Glenn Martinez

No. 12, 17
- Position: Wide receiver

Personal information
- Born: November 30, 1981 (age 43) Auburndale, Florida, U.S.
- Height: 6 ft 1 in (1.85 m)
- Weight: 195 lb (88 kg)

Career information
- High school: Auburndale
- College: Saginaw Valley State
- NFL draft: 2004: undrafted

Career history
- Pittsburgh Steelers (2004)*; Detroit Lions (2005–2006); → Rhein Fire (2005); Denver Broncos (2007–2008); Houston Texans (2009–2010);
- * Offseason and/or practice squad member only

Awards and highlights
- First-team All-GLIAC (2003);

Career NFL statistics
- Receptions: 18
- Receiving yards: 218
- Return yards: 614
- Return touchdowns: 1
- Stats at Pro Football Reference

= Glenn Martinez =

American football player (born 1981)

Glenn Martínez (born November 30, 1981) is an American former professional football player who was a wide receiver in the National Football League (NFL). He played college football for the Saginaw Valley State Cardinals and was signed by the Pittsburgh Steelers as an undrafted free agent in 2004.

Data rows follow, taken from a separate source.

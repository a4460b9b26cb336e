//! `REM_BLOCK` block comments and unknown commands.
//!
//! ```text
//! REM_BLOCK
//! anything here is skipped
//! REM_BLOCK END
//! ```
//!
//! A `REM_BLOCK` line that already contains `END` opens nothing.

use tracing::warn;

use crate::command::{Command, Context};
use crate::keys::KeyTable;

pub const REM_BLOCK: &str = "REM_BLOCK";

/// Marker that closes a block when it appears on a `REM_BLOCK` line.
pub const BLOCK_END: &str = "END";

pub(crate) fn parse_block_open(args: &str, _keys: &KeyTable) -> Command {
    if args.contains(BLOCK_END) {
        Command::Comment
    } else {
        Command::CommentBlockToggle { closing: false }
    }
}

/// Classify a trimmed, non-empty line while a block comment is open.
pub(crate) fn parse_in_block(line: &str) -> Command {
    if line.starts_with(REM_BLOCK) && line.contains(BLOCK_END) {
        Command::CommentBlockToggle { closing: true }
    } else {
        Command::Comment
    }
}

pub(crate) fn toggle_block(closing: bool, ctx: &mut Context<'_>) {
    ctx.set_in_comment_block(!closing);
}

pub(crate) fn unknown(name: &str) {
    warn!("Unknown command: {}", name);
}
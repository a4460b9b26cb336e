use std::io::Read;
use std::sync::Arc;
use std::sync::atomic::{AtomicBool, Ordering};
use std::sync::mpsc::{Receiver, channel};
use std::thread;

use tracing::debug;

/// Spawns a background thread to read from a PTY.
///
/// `alive` is cleared once the PTY reaches EOF or fails, which is how the
/// links learn that the host went away.
pub fn spawn_reader<R: Read + Send + 'static>(
    mut reader: R,
    alive: Arc<AtomicBool>,
) -> Receiver<Vec<u8>> {
    let (tx, rx) = channel();

    thread::spawn(move || {
        let mut buffer = [0u8; 4096];
        loop {
            match reader.read(&mut buffer) {
                Ok(0) => break, // EOF
                Ok(n) => {
                    if tx.send(buffer[..n].to_vec()).is_err() {
                        break; // Receiver dropped
                    }
                }
                Err(e) => {
                    debug!("PTY read failed: {}", e);
                    break;
                }
            }
        }
        alive.store(false, Ordering::SeqCst);
    });

    rx
}
use anyhow::{Context, Result};
use portable_pty::{Child, CommandBuilder, MasterPty, PtySize};
use std::io::{Read, Write};

/// A host program running inside a PTY, standing in for the computer the
/// keyboard is plugged into.
pub struct PtySession {
    #[allow(dead_code)]
    master: Box<dyn MasterPty + Send>,
    child: Box<dyn Child + Send + Sync>,
}

impl PtySession {
    /// Spawn a program in a PTY, returning the session plus its output reader
    /// and input writer separately
    pub fn spawn(
        command: &str,
        args: &[String],
    ) -> Result<(Self, Box<dyn Read + Send>, Box<dyn Write + Send>)> {
        let pty_system = portable_pty::native_pty_system();

        let pty_size = PtySize {
            rows: 24,
            cols: 80,
            pixel_width: 0,
            pixel_height: 0,
        };

        let pair = pty_system
            .openpty(pty_size)
            .context("Failed to open PTY")?;

        let mut cmd = CommandBuilder::new(command);
        for arg in args {
            cmd.arg(arg);
        }
        if let Ok(cwd) = std::env::current_dir() {
            cmd.cwd(cwd);
        }

        let child = pair
            .slave
            .spawn_command(cmd)
            .context("Failed to spawn command")?;

        let writer = pair
            .master
            .take_writer()
            .context("Failed to get PTY writer")?;

        let reader = pair
            .master
            .try_clone_reader()
            .context("Failed to get PTY reader")?;

        let session = PtySession {
            master: pair.master,
            child,
        };

        Ok((session, reader, writer))
    }

    /// Check if the child process is still running
    pub fn is_running(&mut self) -> bool {
        self.child.try_wait().ok().flatten().is_none()
    }

    /// Kill the child process if it is still running
    pub fn terminate(&mut self) -> Result<()> {
        if self.is_running() {
            self.child.kill().context("Failed to kill child process")?;
        }
        Ok(())
    }
}
//! # hidscript
//!
//! A keystroke-script engine for keyboard-emulating devices.
//!
//! hidscript reads a DuckyScript-style script and replays it as keyboard
//! reports over a HID transport, one line per scheduler tick so the host loop
//! stays responsive between commands. Two transports are provided: a wired
//! USB one and a Bluetooth LE one with its own bring-up lifecycle. The
//! bundled binary drives a program running in a PTY as if a keyboard were
//! plugged into it.
//!
//! ## Quick start
//!
//! ```no_run
//! use std::sync::Arc;
//! use hidscript::{DirectTransport, Scheduler, SystemClock, UsbLink, transport::shared};
//!
//! # struct Board;
//! # impl UsbLink for Board {
//! #     fn is_mounted(&self) -> bool { true }
//! #     fn press(&mut self, _code: u8) {}
//! #     fn release_all(&mut self) {}
//! #     fn print(&mut self, _text: &str) {}
//! # }
//! let transport = shared(DirectTransport::new(Board, Arc::new(SystemClock)));
//!
//! let mut scheduler = Scheduler::new();
//! scheduler.set_transport(transport).unwrap();
//! scheduler.start("GUI r\nDELAY 500\nSTRINGLN notepad");
//! while !scheduler.is_complete() {
//!     scheduler.tick();
//! }
//! ```
//!
//! ## Script syntax
//!
//! Keywords are case-sensitive and one command goes on each line.
//!
//! | Command | Description |
//! |---------|-------------|
//! | `REM text` | Comment |
//! | `REM_BLOCK` ... `REM_BLOCK END` | Block comment; every line in between is skipped |
//! | `DELAY 500` | Pause for 500 ms |
//! | `DEFAULTDELAY 50` | Pause 50 ms after every later command (`DEFAULT_DELAY` also works) |
//! | `STRING text` | Type `text` |
//! | `STRINGLN text` | Type `text`, then press Enter |
//! | `KEY CTRL ALT t` | Press a combo of modifiers and one key |
//! | `GUI r` | Press GUI plus the given keys (`WINDOWS` and `COMMAND` are aliases) |
//! | `ENTER` | Press Enter |
//! | `CTRL c`, `F5` | A line starting with a key or modifier name is a combo |
//! | `KEYS ...` | Raw multi-key sequence (not supported by the bundled transports) |
//!
//! Anything else is logged as an unknown command and skipped.
//!
//! ## Logging
//!
//! Everything is logged through `tracing`. Install any subscriber to see it;
//! the binary uses `tracing_subscriber` with `RUST_LOG` support.

pub mod clock;
pub mod command;
pub mod commands;
pub mod error;
pub mod keys;
pub mod parser;
pub mod pty;
pub mod pty_link;
pub mod pty_reader;
pub mod scheduler;
pub mod transport;

#[cfg(test)]
mod test_support;

pub use clock::{Clock, ManualClock, SystemClock};
pub use command::{Command, Context};
pub use error::{LinkError, SchedulerError, TransportError};
pub use keys::{KeyCode, KeyTable, ModifierMask};
pub use parser::{Interpreter, split_lines};
pub use scheduler::{RunState, Scheduler, SchedulerConfig};
pub use transport::{
    BindStatus, ConnectionState, DirectTiming, DirectTransport, HidTransport, PreflightConfig,
    RadioLink, SharedTransport, UsbLink, WirelessTiming, WirelessTransport, verify_connection,
};
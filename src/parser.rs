//! Line interpreter for the keystroke scripting language.
//!
//! Scripts are split into lines with [`split_lines`]; each line is turned into
//! a [`Command`] by [`Interpreter::parse_line`] at the moment it is about to
//! run. Parsing never fails: anything unrecognised becomes
//! [`Command::Unknown`].

use crate::command::Command;
use crate::commands::{comment, delay, key_combo, text};
use crate::keys::KeyTable;

/// Largest millisecond parameter accepted; longer values are clamped.
pub const MAX_MILLIS: u64 = i32::MAX as u64;

/// Keyword that turns the rest of a line into a comment.
pub const REM: &str = "REM";

type ParseFn = fn(&str, &KeyTable) -> Command;

static REGISTRY: &[(&str, ParseFn)] = &[
    (delay::DELAY, delay::parse_delay),
    (delay::DEFAULT_DELAY, delay::parse_default_delay),
    (delay::DEFAULT_DELAY_ALIAS, delay::parse_default_delay),
    (text::STRING, text::parse_string),
    (text::STRING_LINE, text::parse_string_line),
    (key_combo::KEY, key_combo::parse_key),
    (key_combo::KEYS, key_combo::parse_raw),
    (key_combo::ENTER, key_combo::parse_enter),
    (key_combo::GUI, key_combo::parse_gui),
    (key_combo::WINDOWS, key_combo::parse_gui),
    (key_combo::COMMAND, key_combo::parse_gui),
    (comment::REM_BLOCK, comment::parse_block_open),
];

/// Parses script lines against a fixed [`KeyTable`].
#[derive(Debug, Clone, Default)]
pub struct Interpreter {
    keys: KeyTable,
}

impl Interpreter {
    pub fn new() -> Self {
        Self::with_keys(KeyTable::new())
    }

    pub fn with_keys(keys: KeyTable) -> Self {
        Self { keys }
    }

    pub fn keys(&self) -> &KeyTable {
        &self.keys
    }

    /// Classify one raw script line.
    ///
    /// `in_comment_block` is owned by the caller; it should be updated from
    /// the returned [`Command::CommentBlockToggle`].
    ///
    /// # Example
    ///
    /// ```
    /// use hidscript::{Command, Interpreter, ModifierMask};
    ///
    /// let interp = Interpreter::new();
    /// assert_eq!(
    ///     interp.parse_line("CTRL ALT t", false),
    ///     Command::SendKeyCombo {
    ///         key: b't',
    ///         modifiers: ModifierMask::CTRL_LEFT | ModifierMask::ALT_LEFT,
    ///     }
    /// );
    /// ```
    pub fn parse_line(&self, raw: &str, in_comment_block: bool) -> Command {
        let line = raw.trim();
        if line.is_empty() {
            return Command::Comment;
        }

        if in_comment_block {
            return comment::parse_in_block(line);
        }

        let (name, args) = line
            .split_once(char::is_whitespace)
            .map(|(name, args)| (name, args.trim()))
            .unwrap_or((line, ""));

        if name == REM {
            return Command::Comment;
        }

        if let Some((_, parse)) = REGISTRY.iter().find(|(keyword, _)| *keyword == name) {
            return parse(args, &self.keys);
        }

        // Bare key or modifier names form an implicit combo: `CTRL c`, `F5`.
        if self.keys.is_named(name) {
            return key_combo::parse_combo(line, &self.keys);
        }

        Command::Unknown(name.to_string())
    }
}

/// Split script text on line feeds.
///
/// A final line without a terminator is kept; a trailing terminator does not
/// produce an extra empty line. Carriage returns are left in place and
/// removed by trimming at parse time.
pub fn split_lines(script: &str) -> Vec<String> {
    script.split_terminator('\n').map(str::to_string).collect()
}

/// Parse a millisecond count leniently, `atoi` style: an optional
/// sign followed by leading digits, ignoring anything after them. Returns
/// `None` for values that are not strictly positive or have no digits.
/// Values are capped at [`MAX_MILLIS`].
pub(crate) fn parse_millis(s: &str) -> Option<u64> {
    let s = s.trim_start();
    let (negative, digits) = match s.as_bytes().first() {
        Some(b'-') => (true, &s[1..]),
        Some(b'+') => (false, &s[1..]),
        _ => (false, s),
    };
    let end = digits
        .find(|c: char| !c.is_ascii_digit())
        .unwrap_or(digits.len());
    let value = digits[..end]
        .bytes()
        .fold(0u64, |acc, b| acc.saturating_mul(10).saturating_add(u64::from(b - b'0')));
    (!negative && value > 0).then_some(value.min(MAX_MILLIS))
}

Martínez was also a member of the Detroit Lions, Denver Broncos and Houston Texans.

==Early life==
Martinez attended Auburndale High School in Auburndale, Florida and was a student and a letterman in football.

==College career==
Glenn Martinez attended Saginaw Valley State University from 2000 to 2003. In 2002, as a junior, he was named as an Honorable Mention All-Great Lakes Intercollegiate Athletic Conference and led the team in receiving yards with 814 receiving yards. In 2003, Martinez was named as a first-team All-Great Lakes Intercollegiate Athletic Conference selection.

==Professional career==

===Pittsburgh Steelers===
Martinez originally entered the NFL as an undrafted free agent, signing with the Pittsburgh Steelers in April, 2004. He was released at the end of the preseason during the final roster cut-downs that season.

===Detroit Lions===
He returned to the NFL for the 2005 season signing a free agent contract with the Detroit Lions, who then allocated him to NFL Europe where he was selected by the Rhein Fire in the 19th round of the 2005 NFL Allocated Player Draft.

Martinez completed a successful campaign in Europe, finishing with 4 touchdowns, 384 yards on 29 receptions, and finishing third in the league in punt return yardage.

He returned to the Lions for their 2005 training camp and was signed to the practice squad after the preseason. He was later signed to the active squad for week 6 versus the Carolina Panthers. Martinez had his first NFL reception in week 8, an 11-yard reception against the Chicago Bears. After playing in the Lions' week 9 game against the Minnesota Vikings he was again relegated to the practice squad. He would be activated once more for the week 15 game versus the Cincinnati Bengals in which he returned 2 punts and appeared on special teams.

In January 2006, Martinez was again signed by Detroit, but was cut prior to the 2006 NFL season. Martinez was later added to the Practice Squad for the remainder of the 2006 NFL season.

===Denver Broncos===
In January 2007, Martinez was signed by the Denver Broncos to a futures contract. He saw action during the 2007 preseason, but was released on 1 September when teams were making mandatory cuts to finalize their opening day roster. Martinez was added to the Denver Broncos Practice Squad. Due to injuries was added to active roster on 29 September 2007 and saw action in week 4 against the Indianapolis Colts, but did not record any stats. In week 5 against the San Diego Chargers he posted a career highs with six catches for 70 yards while adding an 18-yard punt return.

Martinez was waived from the Broncos on November 11, 2008, to make room for running back Tatum Bell.

===Houston Texans===
In January 2009, Martinez was signed to a future contract by the Houston Texans. He was released on August 6, 2010.